Architectural cleanup: the uid translation is a build-time concern (the sandbox produces sandbox-uid files); having the gameserver path unwind that producer-side decision on every mount means the mount helper carries idmap lifecycle code it shouldn't need. Moving the idmap into the script-sandbox bind makes files land left4me-owned on disk, drops ~140 lines from left4me-overlay, and makes all overlay content (workshop + script-built) consistent on-disk. Verified on left4.me kernel 6.12.86 that the kernel idmap propagates through plain re-bind, so systemd-run's BindPaths can wrap a pre-created idmapped staging path. Co-Authored-By: Claude Opus 4.7 <noreply@anthropic.com>
11 KiB
Build-time idmap: move the uid translation from the gameserver mount
into the script sandbox
Context
The current idmap implementation translates uids at gameserver mount
time: left4me-overlay stats each lowerdir, creates a per-lowerdir
idmapped bind under runtime/<n>/idmap/<basename> for the sandbox-
owned ones, then uses those bind paths in the overlay's lowerdir=.
On stop, the binds get torn down. Works correctly today, but spreads
the idmap concern across two helpers and adds mount lifecycle code on
every gameserver start.
Cleaner alternative: do the idmap translation at script-sandbox
build time, so files land on disk as left4me-owned. The on-disk
state then matches workshop-built overlays (also left4me-owned), and
the gameserver mount path becomes uniform — no per-lowerdir stat,
no idmap binds, no extra cleanup.
This plan switches the architecture to the build-time approach and reverts the gameserver-mount idmap code.
Verified mechanism
Tested end-to-end on left4.me (Trixie, kernel 6.12.86, ext4) on
2026-05-15:
/source/dir owned byleft4meon disk.mount --bind --map-users=980:981:1 --map-groups=980:981:1 /source /idmapped— inside/idmapped, files appear as uid 981 (sandbox view).mount --bind /idmapped /rebound— a plain second bind. The idmap propagates to/rebound(rebound view also shows uid 981). This is whatBindPaths=in the sandbox unit does.sudo -u l4d2-sandbox touch /rebound/x.txt— write succeeds. The file lands on disk owned byleft4me(uid 980).

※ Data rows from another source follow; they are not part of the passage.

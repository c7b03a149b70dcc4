//! Lenient field coercion for loosely typed document input.
//!
//! Documents arrive as JSON produced by peers, HTTP clients, or the local
//! block generator, often half-built. Construction must never fail, so every
//! accessor here is total: malformed or missing values collapse to `0`, an
//! empty string, an empty list, or `None`.

use serde_json::{Map, Value};

/// Empty object used when the input is not a JSON object at all.
pub(crate) fn as_object(value: &Value) -> Map<String, Value> {
    value.as_object().cloned().unwrap_or_default()
}

/// Parse the leading integer of a string the way `parseInt` does: optional
/// leading whitespace and sign, then as many decimal digits as present.
pub fn parse_int_prefix(s: &str) -> Option<i64> {
    let s = s.trim_start();
    let (negative, digits) = match s.as_bytes().first() {
        Some(b'-') => (true, &s[1..]),
        Some(b'+') => (false, &s[1..]),
        _ => (false, s),
    };
    let end = digits
        .find(|c: char| !c.is_ascii_digit())
        .unwrap_or(digits.len());
    if end == 0 {
        return None;
    }
    let magnitude = digits[..end].parse::<i64>().ok()?;
    Some(if negative { -magnitude } else { magnitude })
}

/// Parse the leading decimal number of a string the way `parseFloat` does.
pub fn parse_float_prefix(s: &str) -> Option<f64> {
    let s = s.trim_start();
    let bytes = s.as_bytes();
    let mut end = 0;
    if matches!(bytes.first(), Some(b'-' | b'+')) {
        end += 1;
    }
    let int_start = end;
    while end < bytes.len() && bytes[end].is_ascii_digit() {
        end += 1;
    }
    let mut has_digits = end > int_start;
    if end < bytes.len() && bytes[end] == b'.' {
        let frac_start = end + 1;
        let mut frac_end = frac_start;
        while frac_end < bytes.len() && bytes[frac_end].is_ascii_digit() {
            frac_end += 1;
        }
        if frac_end > frac_start || has_digits {
            has_digits |= frac_end > frac_start;
            end = frac_end;
        }
    }
    if !has_digits {
        return None;
    }
    if end < bytes.len() && matches!(bytes[end], b'e' | b'E') {
        let mut exp_end = end + 1;
        if matches!(bytes.get(exp_end), Some(b'-' | b'+')) {
            exp_end += 1;
        }
        let exp_digits = exp_end;
        while exp_end < bytes.len() && bytes[exp_end].is_ascii_digit() {
            exp_end += 1;
        }
        if exp_end > exp_digits {
            end = exp_end;
        }
    }
    s[..end].parse::<f64>().ok()
}

/// Coerce any JSON value to a non-negative integer; anything unusable is `0`.
pub fn int_value(value: Option<&Value>) -> u64 {
    let parsed = match value {
        Some(Value::Number(n)) => n
            .as_u64()
            .or_else(|| n.as_f64().filter(|f| f.is_finite() && *f >= 0.0).map(|f| f as u64)),
        Some(Value::String(s)) => parse_int_prefix(s).and_then(|i| u64::try_from(i).ok()),
        _ => None,
    };
    parsed.unwrap_or(0)
}

/// Integer field of an object, coerced with [`int_value`].
pub fn int_field(obj: &Map<String, Value>, key: &str) -> u64 {
    int_value(obj.get(key))
}

/// Integer field where both absence and zero mean "not set".
pub fn optional_int_field(obj: &Map<String, Value>, key: &str) -> Option<u64> {
    Some(int_field(obj, key)).filter(|v| *v != 0)
}

/// Textual field; numbers are rendered, everything else is empty.
pub fn string_field(obj: &Map<String, Value>, key: &str) -> String {
    match obj.get(key) {
        Some(Value::String(s)) => s.clone(),
        Some(Value::Number(n)) => n.to_string(),
        _ => String::new(),
    }
}

/// Non-empty textual field.
pub fn optional_string_field(obj: &Map<String, Value>, key: &str) -> Option<String> {
    Some(string_field(obj, key)).filter(|s| !s.is_empty())
}

/// One line of a document collection: either a bare string or an already
/// expanded record carrying its original text under `raw`.
fn line_value(value: &Value) -> String {
    match value {
        Value::String(s) => s.clone(),
        Value::Object(o) => o
            .get("raw")
            .and_then(Value::as_str)
            .unwrap_or_default()
            .to_string(),
        Value::Number(n) => n.to_string(),
        _ => String::new(),
    }
}

/// Ordered list of lines; a missing or non-array field is an empty list.
pub fn string_list(obj: &Map<String, Value>, key: &str) -> Vec<String> {
    obj.get(key)
        .and_then(Value::as_array)
        .map(|items| items.iter().map(line_value).collect())
        .unwrap_or_default()
}

/// Presence test used for shape-based classification: `null`, `false`, `0`,
/// and the empty string are absent; arrays and objects are always present,
/// even when empty.
pub fn is_truthy(value: Option<&Value>) -> bool {
    match value {
        None | Some(Value::Null) => false,
        Some(Value::Bool(b)) => *b,
        Some(Value::Number(n)) => n.as_f64().map(|f| f != 0.0 && !f.is_nan()).unwrap_or(true),
        Some(Value::String(s)) => !s.is_empty(),
        Some(Value::Array(_)) | Some(Value::Object(_)) => true,
    }
}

Map direction is the inverse of the gameserver-side map:
--map-users=<disk_uid>:<mount_uid>:1 where disk is left4me and
mount-side is l4d2-sandbox. Inside the bind, the sandbox uid sees
its own uid as itself; writes from that uid get translated back to
the disk-side (left4me) for storage.
Approach
Script-sandbox helper (deploy/files/usr/local/libexec/left4me/left4me-script-sandbox)

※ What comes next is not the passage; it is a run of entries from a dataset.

//! Blockstamp: a `number-HASH` reference to a block.

use crate::{DocumentHash, TrustmeshError};
use serde::{Deserialize, Serialize};
use std::fmt;
use std::str::FromStr;

/// Points a document at the block context it was emitted in.
#[derive(Clone, Debug, Default, PartialEq, Eq, Hash, Serialize, Deserialize)]
pub struct Blockstamp {
    pub number: u64,
    pub hash: DocumentHash,
}

impl Blockstamp {
    pub fn new(number: u64, hash: DocumentHash) -> Self {
        Self { number, hash }
    }
}

impl fmt::Display for Blockstamp {
    fn fmt(&self, f: &mut fmt::Formatter<'_>) -> fmt::Result {
        write!(f, "{}-{}", self.number, self.hash)
    }
}

impl FromStr for Blockstamp {
    type Err = TrustmeshError;

    fn from_str(s: &str) -> Result<Self, Self::Err> {
        let (number, hash) = s
            .split_once('-')
            .ok_or_else(|| TrustmeshError::InvalidBlockstamp(s.to_string()))?;
        let number = number
            .parse::<u64>()
            .map_err(|_| TrustmeshError::InvalidBlockstamp(s.to_string()))?;
        let hash = DocumentHash::new(hash);
        if !hash.is_well_formed() {
            return Err(TrustmeshError::InvalidBlockstamp(s.to_string()));
        }
        Ok(Self { number, hash })
    }
}

#[cfg(test)]
mod tests {
    use super::*;

    const H: &str = "E2E2E2E2E2E2E2E2E2E2E2E2E2E2E2E2E2E2E2E2E2E2E2E2E2E2E2E2E2E2E2E2";

    #[test]
    fn parse_and_display() {
        let stamp: Blockstamp = format!("42-{H}").parse().unwrap();
        assert_eq!(stamp.number, 42);
        assert_eq!(stamp.to_string(), format!("42-{H}"));
    }

    #[test]
    fn rejects_missing_dash_or_bad_hash() {
        assert!("42".parse::<Blockstamp>().is_err());
        assert!("x-ABC".parse::<Blockstamp>().is_err());
        assert!("1-ABC".parse::<Blockstamp>().is_err());
    }
}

Pre-create an idmapped bind staging path, point the sandbox's BindPaths at it, clean up on exit. Concretely:
- Remove the existing
chown -R l4d2-sandbox:l4d2-sandbox "$OVERLAY_DIR"andchmod 0755lines. The overlay dir staysleft4me-owned (web app's creation default). - Add a setup block before
systemd-run:STAGING=/var/lib/left4me/tmp/sandbox-idmap-${OVERLAY_ID} trap 'umount "$STAGING" 2>/dev/null || true; rmdir "$STAGING" 2>/dev/null || true' EXIT mkdir -p "$STAGING" mount --bind \ --map-users=$(id -u left4me):$(id -u l4d2-sandbox):1 \ --map-groups=$(id -g left4me):$(id -g l4d2-sandbox):1 \ "$OVERLAY_DIR" "$STAGING" - Change the systemd-run line:
BindPaths="${OVERLAY_DIR}:/overlay"→BindPaths="${STAGING}:/overlay"
- Remove the post-build
find ... chmod o+rblock. Files end up left4me-owned, web app reads them via its primary uid. The world-read kludge was only needed because of the old sandbox- owned files; with this change it's obsolete.
trap ensures the staging bind is umounted even on errors / signals.
Idempotent: if the helper is re-run, umount + rmdir handle existing
state, and mkdir -p + mount --bind over an existing mountpoint
adds another bind that the next exit cleans up. The kernel 6.12 bind
nesting on the same path works fine (verified during the recent
gameserver-side idmap fix).
Gameserver-mount helper (deploy/files/usr/local/libexec/left4me/left4me-overlay)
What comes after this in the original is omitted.